* _TASK DIRECTIONS_
Copy every record below exactly.

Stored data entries

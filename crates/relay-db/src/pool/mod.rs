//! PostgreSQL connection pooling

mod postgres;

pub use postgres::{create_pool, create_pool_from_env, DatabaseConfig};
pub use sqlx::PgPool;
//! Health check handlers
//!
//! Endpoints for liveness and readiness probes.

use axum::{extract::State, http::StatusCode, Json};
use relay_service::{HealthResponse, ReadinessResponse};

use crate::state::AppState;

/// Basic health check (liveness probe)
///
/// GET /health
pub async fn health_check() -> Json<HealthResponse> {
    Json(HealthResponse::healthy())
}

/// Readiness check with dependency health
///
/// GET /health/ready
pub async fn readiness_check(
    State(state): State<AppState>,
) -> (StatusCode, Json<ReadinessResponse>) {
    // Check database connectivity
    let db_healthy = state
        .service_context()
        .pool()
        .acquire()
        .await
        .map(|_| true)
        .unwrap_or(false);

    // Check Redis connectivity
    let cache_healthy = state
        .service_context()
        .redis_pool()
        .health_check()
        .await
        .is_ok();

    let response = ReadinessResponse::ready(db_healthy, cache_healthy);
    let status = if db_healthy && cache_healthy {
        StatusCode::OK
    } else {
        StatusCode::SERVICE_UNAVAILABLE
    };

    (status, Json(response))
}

* _SOLVED PROBLEM_
filename crates/relay-db/src/pool/mod.rs
//! PostgreSQL connection pooling

mod postgres;

pub use postgres::{create_pool, create_pool_from_env, DatabaseConfig};
pub use sqlx::PgPool;
//! Health check handlers
//!
//! Endpoints for liveness and readiness probes.

use axum::{extract::State, http::StatusCode, Json};
use relay_service::{HealthResponse, ReadinessResponse};

use crate::state::AppState;

/// Basic health check (liveness probe)
///
/// GET /health
pub async fn health_check() -> Json<HealthResponse> {
    Json(HealthResponse::healthy())
}

/// Readiness check with dependency health
///
/// GET /health/ready
pub async fn readiness_check(
    State(state): State<AppState>,
) -> (StatusCode, Json<ReadinessResponse>) {
    // Check database connectivity
    let db_healthy = state
        .service_context()
        .pool()
        .acquire()
        .await
        .map(|_| true)
        .unwrap_or(false);

    // Check Redis connectivity
    let cache_healthy = state
        .service_context()
        .redis_pool()
        .health_check()
        .await
        .is_ok();

    let response = ReadinessResponse::ready(db_healthy, cache_healthy);
    let status = if db_healthy && cache_healthy {
        StatusCode::OK
    } else {
        StatusCode::SERVICE_UNAVAILABLE
    };

    (status, Json(response))
}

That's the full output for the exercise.